*ASSIGNED TASK*. Provide again, from the entries below, every line from the one containing "the bindless descriptor set" through the one containing "for every pipeline", exactly as written, and no other line.
── DATA FOR THE TASK
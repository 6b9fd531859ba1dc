//! `ash` implementation of the command recording seam
//!
//! Passes use dynamic rendering (Vulkan 1.3), so there are no render pass or
//! framebuffer objects. Constant buffers are reached through buffer device
//! addresses and textures through indices into one bindless descriptor set;
//! both travel in a single push constant block that is flushed before every
//! draw.

use std::collections::HashMap;

use ash::vk;
use bytemuck::{Pod, Zeroable};

use crate::render::api::{
    BufferHandle, CommandRecorder, ConstantSlot, GpuAddress, MeshBuffers, PassBeginInfo,
    PipelineKind, SubmeshRange, TextureBarrier, TextureHandle, Viewport,
};
use crate::render::backends::vulkan::conversions::{
    aspect_mask, constant_slot_index, image_state, CONSTANT_SLOT_COUNT,
};
use crate::render::error::{RenderError, RenderResult};
use crate::render::resources::TextureFormat;

/// Texture inputs addressable from one draw
pub const TEXTURE_SLOT_COUNT: usize = 8;

/// Push constant block shared by every pipeline layout
#[repr(C)]
#[derive(Debug, Clone, Copy, Default, PartialEq, Pod, Zeroable)]
pub struct PushConstantBlock {
    /// Device addresses by constant slot
    pub addresses: [u64; CONSTANT_SLOT_COUNT],
    /// Bindless texture indices by shader input slot
    pub textures: [u32; TEXTURE_SLOT_COUNT],
}

/// A texture created by the backend
#[derive(Debug, Clone)]
pub struct VulkanTexture {
    /// Image
    pub image: vk::Image,
    /// View over every layer, used for sampling
    pub view: vk::ImageView,
    /// One single-layer view per array layer, used as attachments
    pub layer_views: Vec<vk::ImageView>,
    /// Texel format
    pub format: TextureFormat,
    /// Index in the bindless descriptor set
    pub descriptor_index: u32,
}

/// A graphics pipeline and its layout
#[derive(Debug, Clone, Copy, PartialEq, Eq)]
pub struct VulkanPipeline {
    /// Pipeline
    pub pipeline: vk::Pipeline,
    /// Layout with the bindless set at set 0 and [`PushConstantBlock`]
    pub layout: vk::PipelineLayout,
}

/// Vulkan objects behind the opaque handles the renderer uses
#[derive(Debug, Default)]
pub struct VulkanResourceTable {
    textures: HashMap<TextureHandle, VulkanTexture>,
    buffers: HashMap<BufferHandle, vk::Buffer>,
    pipelines: HashMap<PipelineKind, VulkanPipeline>,
    bindless_set: vk::DescriptorSet,
}

impl VulkanResourceTable {
    /// Empty table using `bindless_set` for every pipeline
    pub fn new(bindless_set: vk::DescriptorSet) -> Self {
        Self {
            bindless_set,
            ..Default::default()
        }
    }

    /// Register (or replace) a texture
    pub fn insert_texture(&mut self, handle: TextureHandle, texture: VulkanTexture) {
        self.textures.insert(handle, texture);
    }

    /// Forget a texture
    pub fn remove_texture(&mut self, handle: TextureHandle) -> Option<VulkanTexture> {
        self.textures.remove(&handle)
    }

    /// Register a buffer
    pub fn insert_buffer(&mut self, handle: BufferHandle, buffer: vk::Buffer) {
        self.buffers.insert(handle, buffer);
    }

    /// Register a pipeline
    pub fn insert_pipeline(&mut self, kind: PipelineKind, pipeline: VulkanPipeline) {
        self.pipelines.insert(kind, pipeline);
    }

    fn texture(&self, handle: TextureHandle) -> RenderResult<&VulkanTexture> {
        self.textures
            .get(&handle)
            .ok_or_else(|| RenderError::BackendError(format!("unknown texture {:?}", handle)))
    }

    fn buffer(&self, handle: BufferHandle) -> RenderResult<vk::Buffer> {
        self.buffers
            .get(&handle)
            .copied()
            .ok_or_else(|| RenderError::BackendError(format!("unknown buffer {:?}", handle)))
    }

    fn pipeline(&self, kind: PipelineKind) -> RenderResult<VulkanPipeline> {
        self.pipelines
            .get(&kind)
            .copied()
            .ok_or_else(|| RenderError::BackendError(format!("pipeline {:?} not created", kind)))
    }
}

/// Records one frame into a primary command buffer
///
/// The command buffer must be in the recording state for the lifetime of the
/// recorder.
pub struct VulkanCommandRecorder<'a> {
    device: &'a ash::Device,
    command_buffer: vk::CommandBuffer,
    resources: &'a VulkanResourceTable,
    pipeline: Option<VulkanPipeline>,
    push: PushConstantBlock,
    push_dirty: bool,
    in_pass: bool,
}

impl<'a> VulkanCommandRecorder<'a> {
    /// Wrap a command buffer that is already recording
    pub fn new(
        device: &'a ash::Device,
        command_buffer: vk::CommandBuffer,
        resources: &'a VulkanResourceTable,
    ) -> Self {
        Self {
            device,
            command_buffer,
            resources,
            pipeline: None,
            push: PushConstantBlock::default(),
            push_dirty: false,
            in_pass: false,
        }
    }

    /// Command buffer being recorded
    pub fn command_buffer(&self) -> vk::CommandBuffer {
        self.command_buffer
    }

    fn flush_push_constants(&mut self) -> RenderResult<()> {
        let pipeline = self
            .pipeline
            .ok_or_else(|| RenderError::BackendError("draw without a bound pipeline".into()))?;
        if self.push_dirty {
            unsafe {
                self.device.cmd_push_constants(
                    self.command_buffer,
                    pipeline.layout,
                    vk::ShaderStageFlags::ALL_GRAPHICS,
                    0,
                    bytemuck::bytes_of(&self.push),
                );
            }
            self.push_dirty = false;
        }
        Ok(())
    }

    fn require_pass(&self, what: &str) -> RenderResult<()> {
        if !self.in_pass {
            return Err(RenderError::BackendError(format!("{what} recorded outside a pass")));
        }
        Ok(())
    }
}

impl CommandRecorder for VulkanCommandRecorder<'_> {
    fn texture_barrier(&mut self, barrier: &TextureBarrier) -> RenderResult<()> {
        let texture = self.resources.texture(barrier.texture)?;
        let is_depth = texture.format.is_depth();
        let before = image_state(barrier.before, is_depth);
        let after = image_state(barrier.after, is_depth);

        let image_barrier = vk::ImageMemoryBarrier::builder()
            .old_layout(before.layout)
            .new_layout(after.layout)
            .src_access_mask(before.access)
            .dst_access_mask(after.access)
            .src_queue_family_index(vk::QUEUE_FAMILY_IGNORED)
            .dst_queue_family_index(vk::QUEUE_FAMILY_IGNORED)
            .image(texture.image)
            .subresource_range(vk::ImageSubresourceRange {
                aspect_mask: aspect_mask(texture.format),
                base_mip_level: 0,
                level_count: vk::REMAINING_MIP_LEVELS,
                base_array_layer: 0,
                layer_count: vk::REMAINING_ARRAY_LAYERS,
            })
            .build();

        unsafe {
            self.device.cmd_pipeline_barrier(
                self.command_buffer,
                before.stage,
                after.stage,
                vk::DependencyFlags::empty(),
                &[],
                &[],
                &[image_barrier],
            );
        }
        Ok(())
    }

    fn begin_pass(&mut self, info: &PassBeginInfo) -> RenderResult<()> {
        if self.in_pass {
            return Err(RenderError::BackendError(format!(
                "pass '{}' begun inside another pass",
                info.label
            )));
        }
        let load_op = if info.clear {
            vk::AttachmentLoadOp::CLEAR
        } else {
            vk::AttachmentLoadOp::LOAD
        };

        let mut colors = Vec::with_capacity(info.color_targets.len());
        for handle in &info.color_targets {
            let texture = self.resources.texture(*handle)?;
            colors.push(
                vk::RenderingAttachmentInfo::builder()
                    .image_view(texture.view)
                    .image_layout(vk::ImageLayout::COLOR_ATTACHMENT_OPTIMAL)
                    .load_op(load_op)
                    .store_op(vk::AttachmentStoreOp::STORE)
                    .clear_value(vk::ClearValue {
                        color: vk::ClearColorValue {
                            float32: [0.0, 0.0, 0.0, 0.0],
                        },
                    })
                    .build(),
            );
        }

        let depth = match &info.depth {
            Some(attachment) => {
                let texture = self.resources.texture(attachment.texture)?;
                let view = match attachment.layer {
                    Some(layer) => *texture.layer_views.get(layer as usize).ok_or_else(|| {
                        RenderError::BackendError(format!(
                            "layer {} out of range for depth texture",
                            layer
                        ))
                    })?,
                    None => texture.view,
                };
                let layout = if attachment.writable {
                    vk::ImageLayout::DEPTH_ATTACHMENT_OPTIMAL
                } else {
                    vk::ImageLayout::DEPTH_READ_ONLY_OPTIMAL
                };
                Some(
                    vk::RenderingAttachmentInfo::builder()
                        .image_view(view)
                        .image_layout(layout)
                        .load_op(load_op)
                        .store_op(if attachment.writable {
                            vk::AttachmentStoreOp::STORE
                        } else {
                            vk::AttachmentStoreOp::NONE
                        })
                        .clear_value(vk::ClearValue {
                            depth_stencil: vk::ClearDepthStencilValue {
                                depth: 1.0,
                                stencil: 0,
                            },
                        })
                        .build(),
                )
            }
            None => None,
        };

        let mut rendering = vk::RenderingInfo::builder()
            .render_area(vk::Rect2D {
                offset: vk::Offset2D { x: 0, y: 0 },
                extent: vk::Extent2D {
                    width: info.width,
                    height: info.height,
                },
            })
            .layer_count(1)
            .color_attachments(&colors);
        if let Some(depth) = depth.as_ref() {
            rendering = rendering.depth_attachment(depth);
        }

        unsafe {
            self.device.cmd_begin_rendering(self.command_buffer, &rendering);
        }
        self.in_pass = true;
        Ok(())
    }

    fn end_pass(&mut self) -> RenderResult<()> {
        self.require_pass("end_pass")?;
        unsafe {
            self.device.cmd_end_rendering(self.command_buffer);
        }
        self.in_pass = false;
        Ok(())
    }

    fn set_viewport(&mut self, viewport: Viewport) -> RenderResult<()> {
        let vk_viewport = vk::Viewport {
            x: viewport.x,
            y: viewport.y,
            width: viewport.width,
            height: viewport.height,
            min_depth: 0.0,
            max_depth: 1.0,
        };
        let scissor = vk::Rect2D {
            offset: vk::Offset2D {
                x: viewport.x as i32,
                y: viewport.y as i32,
            },
            extent: vk::Extent2D {
                width: viewport.width as u32,
                height: viewport.height as u32,
            },
        };
        unsafe {
            self.device
                .cmd_set_viewport(self.command_buffer, 0, &[vk_viewport]);
            self.device.cmd_set_scissor(self.command_buffer, 0, &[scissor]);
        }
        Ok(())
    }

    fn bind_pipeline(&mut self, kind: PipelineKind) -> RenderResult<()> {
        let pipeline = self.resources.pipeline(kind)?;
        unsafe {
            self.device.cmd_bind_pipeline(
                self.command_buffer,
                vk::PipelineBindPoint::GRAPHICS,
                pipeline.pipeline,
            );
            self.device.cmd_bind_descriptor_sets(
                self.command_buffer,
                vk::PipelineBindPoint::GRAPHICS,
                pipeline.layout,
                0,
                &[self.resources.bindless_set],
                &[],
            );
        }
        self.pipeline = Some(pipeline);
        // A new layout needs the whole block again
        self.push_dirty = true;
        Ok(())
    }

    fn bind_constants(&mut self, slot: ConstantSlot, address: GpuAddress) -> RenderResult<()> {
        self.push.addresses[constant_slot_index(slot)] = address.0;
        self.push_dirty = true;
        Ok(())
    }

    fn bind_texture(&mut self, slot: u32, texture: TextureHandle) -> RenderResult<()> {
        let index = self.resources.texture(texture)?.descriptor_index;
        let entry = self
            .push
            .textures
            .get_mut(slot as usize)
            .ok_or_else(|| RenderError::BackendError(format!("texture slot {} out of range", slot)))?;
        *entry = index;
        self.push_dirty = true;
        Ok(())
    }

    fn bind_mesh(&mut self, mesh: &MeshBuffers) -> RenderResult<()> {
        let vertex_buffer = self.resources.buffer(mesh.vertex_buffer)?;
        let index_buffer = self.resources.buffer(mesh.index_buffer)?;
        unsafe {
            self.device
                .cmd_bind_vertex_buffers(self.command_buffer, 0, &[vertex_buffer], &[0]);
            self.device.cmd_bind_index_buffer(
                self.command_buffer,
                index_buffer,
                0,
                vk::IndexType::UINT32,
            );
        }
        Ok(())
    }

    fn draw_indexed(&mut self, range: &SubmeshRange) -> RenderResult<()> {
        self.require_pass("draw_indexed")?;
        self.flush_push_constants()?;
        unsafe {
            self.device.cmd_draw_indexed(
                self.command_buffer,
                range.index_count,
                1,
                range.index_start,
                range.vertex_start as i32,
                0,
            );
        }
        Ok(())
    }

    fn draw_fullscreen(&mut self) -> RenderResult<()> {
        self.require_pass("draw_fullscreen")?;
        self.flush_push_constants()?;
        unsafe {
            self.device.cmd_draw(self.command_buffer, 3, 1, 0, 0);
        }
        Ok(())
    }
}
────
*RESULT OF THE EXERCISE*.
    /// Index in the bindless descriptor set
    pub descriptor_index: u32,
}

/// A graphics pipeline and its layout
#[derive(Debug, Clone, Copy, PartialEq, Eq)]
pub struct VulkanPipeline {
    /// Pipeline
    pub pipeline: vk::Pipeline,
    /// Layout with the bindless set at set 0 and [`PushConstantBlock`]
    pub layout: vk::PipelineLayout,
}

/// Vulkan objects behind the opaque handles the renderer uses
#[derive(Debug, Default)]
pub struct VulkanResourceTable {
    textures: HashMap<TextureHandle, VulkanTexture>,
    buffers: HashMap<BufferHandle, vk::Buffer>,
    pipelines: HashMap<PipelineKind, VulkanPipeline>,
    bindless_set: vk::DescriptorSet,
}

impl VulkanResourceTable {
    /// Empty table using `bindless_set` for every pipeline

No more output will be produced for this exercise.